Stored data
- Opening Delimiter -
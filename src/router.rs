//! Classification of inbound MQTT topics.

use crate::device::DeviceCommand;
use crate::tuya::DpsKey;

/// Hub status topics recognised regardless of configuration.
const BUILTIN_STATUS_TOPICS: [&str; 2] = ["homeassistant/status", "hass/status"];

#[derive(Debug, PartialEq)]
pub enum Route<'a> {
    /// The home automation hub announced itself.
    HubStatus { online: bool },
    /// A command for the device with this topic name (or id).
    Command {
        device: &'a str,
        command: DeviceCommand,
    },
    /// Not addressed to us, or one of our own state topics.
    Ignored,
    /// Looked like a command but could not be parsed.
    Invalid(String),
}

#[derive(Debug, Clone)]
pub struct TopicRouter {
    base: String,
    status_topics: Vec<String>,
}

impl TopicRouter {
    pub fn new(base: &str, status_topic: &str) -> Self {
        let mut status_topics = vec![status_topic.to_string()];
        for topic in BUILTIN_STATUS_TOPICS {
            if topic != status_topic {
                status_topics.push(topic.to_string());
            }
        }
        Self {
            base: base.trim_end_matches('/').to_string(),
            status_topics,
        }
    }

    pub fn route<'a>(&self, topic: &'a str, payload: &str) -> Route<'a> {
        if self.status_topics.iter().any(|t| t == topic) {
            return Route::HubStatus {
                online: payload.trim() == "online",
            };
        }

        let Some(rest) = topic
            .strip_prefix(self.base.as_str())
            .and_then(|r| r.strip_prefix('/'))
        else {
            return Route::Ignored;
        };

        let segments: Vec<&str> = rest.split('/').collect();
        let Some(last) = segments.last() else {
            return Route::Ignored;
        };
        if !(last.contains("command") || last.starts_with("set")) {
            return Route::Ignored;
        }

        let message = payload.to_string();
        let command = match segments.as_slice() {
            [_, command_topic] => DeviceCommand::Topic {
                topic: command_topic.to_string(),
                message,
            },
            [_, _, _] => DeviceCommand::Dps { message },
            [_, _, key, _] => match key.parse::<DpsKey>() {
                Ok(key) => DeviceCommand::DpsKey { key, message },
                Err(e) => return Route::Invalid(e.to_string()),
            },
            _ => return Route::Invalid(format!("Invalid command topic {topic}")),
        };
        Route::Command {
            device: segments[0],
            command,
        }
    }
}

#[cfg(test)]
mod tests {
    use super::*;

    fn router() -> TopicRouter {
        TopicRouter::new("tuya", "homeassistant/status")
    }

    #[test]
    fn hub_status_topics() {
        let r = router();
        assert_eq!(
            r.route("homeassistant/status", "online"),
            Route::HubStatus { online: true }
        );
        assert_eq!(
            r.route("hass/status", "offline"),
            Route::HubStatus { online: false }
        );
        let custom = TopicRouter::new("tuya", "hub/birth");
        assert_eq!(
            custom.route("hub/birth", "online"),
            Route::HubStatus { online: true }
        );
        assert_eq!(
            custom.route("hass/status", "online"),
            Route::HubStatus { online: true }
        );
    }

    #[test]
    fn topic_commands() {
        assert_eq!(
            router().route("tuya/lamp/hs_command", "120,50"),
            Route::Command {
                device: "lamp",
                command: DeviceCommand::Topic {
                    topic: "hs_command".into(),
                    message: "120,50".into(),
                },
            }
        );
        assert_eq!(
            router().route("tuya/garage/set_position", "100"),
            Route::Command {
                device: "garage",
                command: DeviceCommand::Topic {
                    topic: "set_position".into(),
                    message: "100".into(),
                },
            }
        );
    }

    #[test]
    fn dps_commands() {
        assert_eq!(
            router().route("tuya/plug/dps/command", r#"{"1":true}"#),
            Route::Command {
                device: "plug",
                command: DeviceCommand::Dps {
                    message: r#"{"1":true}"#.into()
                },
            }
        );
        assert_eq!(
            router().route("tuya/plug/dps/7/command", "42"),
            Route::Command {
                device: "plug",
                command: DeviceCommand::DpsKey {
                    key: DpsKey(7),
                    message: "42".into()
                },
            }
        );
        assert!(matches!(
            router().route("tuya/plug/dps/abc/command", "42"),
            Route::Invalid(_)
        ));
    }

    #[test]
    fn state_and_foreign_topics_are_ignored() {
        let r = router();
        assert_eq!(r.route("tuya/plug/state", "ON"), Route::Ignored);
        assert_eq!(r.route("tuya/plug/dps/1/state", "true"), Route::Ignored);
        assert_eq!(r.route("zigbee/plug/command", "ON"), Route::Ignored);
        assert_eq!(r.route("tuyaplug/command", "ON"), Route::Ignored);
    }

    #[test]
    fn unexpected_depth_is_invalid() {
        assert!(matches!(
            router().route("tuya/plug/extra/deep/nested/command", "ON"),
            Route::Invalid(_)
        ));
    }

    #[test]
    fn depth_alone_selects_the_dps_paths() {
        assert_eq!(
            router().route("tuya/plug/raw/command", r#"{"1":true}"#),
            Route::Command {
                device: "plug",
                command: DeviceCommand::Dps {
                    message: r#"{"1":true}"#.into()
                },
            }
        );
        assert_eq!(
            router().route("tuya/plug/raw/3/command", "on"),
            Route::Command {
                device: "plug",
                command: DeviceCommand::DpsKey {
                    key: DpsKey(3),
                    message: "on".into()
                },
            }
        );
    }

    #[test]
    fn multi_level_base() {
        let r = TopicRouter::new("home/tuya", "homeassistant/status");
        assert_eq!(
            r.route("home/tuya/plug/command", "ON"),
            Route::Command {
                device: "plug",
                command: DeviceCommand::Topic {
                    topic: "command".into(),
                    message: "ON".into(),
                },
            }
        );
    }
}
- Closing Delimiter -
| WHAT IS REQUIRED |
For this task, write out exactly the lines of the entries above, starting at the line with "for topic in" and ending at the line with "Ok(key) => DeviceCommand::DpsKey", both included, and no others.

| ANSWER SPACE |
        for topic in BUILTIN_STATUS_TOPICS {
            if topic != status_topic {
                status_topics.push(topic.to_string());
            }
        }
        Self {
            base: base.trim_end_matches('/').to_string(),
            status_topics,
        }
    }

    pub fn route<'a>(&self, topic: &'a str, payload: &str) -> Route<'a> {
        if self.status_topics.iter().any(|t| t == topic) {
            return Route::HubStatus {
                online: payload.trim() == "online",
            };
        }

        let Some(rest) = topic
            .strip_prefix(self.base.as_str())
            .and_then(|r| r.strip_prefix('/'))
        else {
            return Route::Ignored;
        };

        let segments: Vec<&str> = rest.split('/').collect();
        let Some(last) = segments.last() else {
            return Route::Ignored;
        };
        if !(last.contains("command") || last.starts_with("set")) {
            return Route::Ignored;
        }

        let message = payload.to_string();
        let command = match segments.as_slice() {
            [_, command_topic] => DeviceCommand::Topic {
                topic: command_topic.to_string(),
                message,
            },
            [_, _, _] => DeviceCommand::Dps { message },
            [_, _, key, _] => match key.parse::<DpsKey>() {
                Ok(key) => DeviceCommand::DpsKey { key, message },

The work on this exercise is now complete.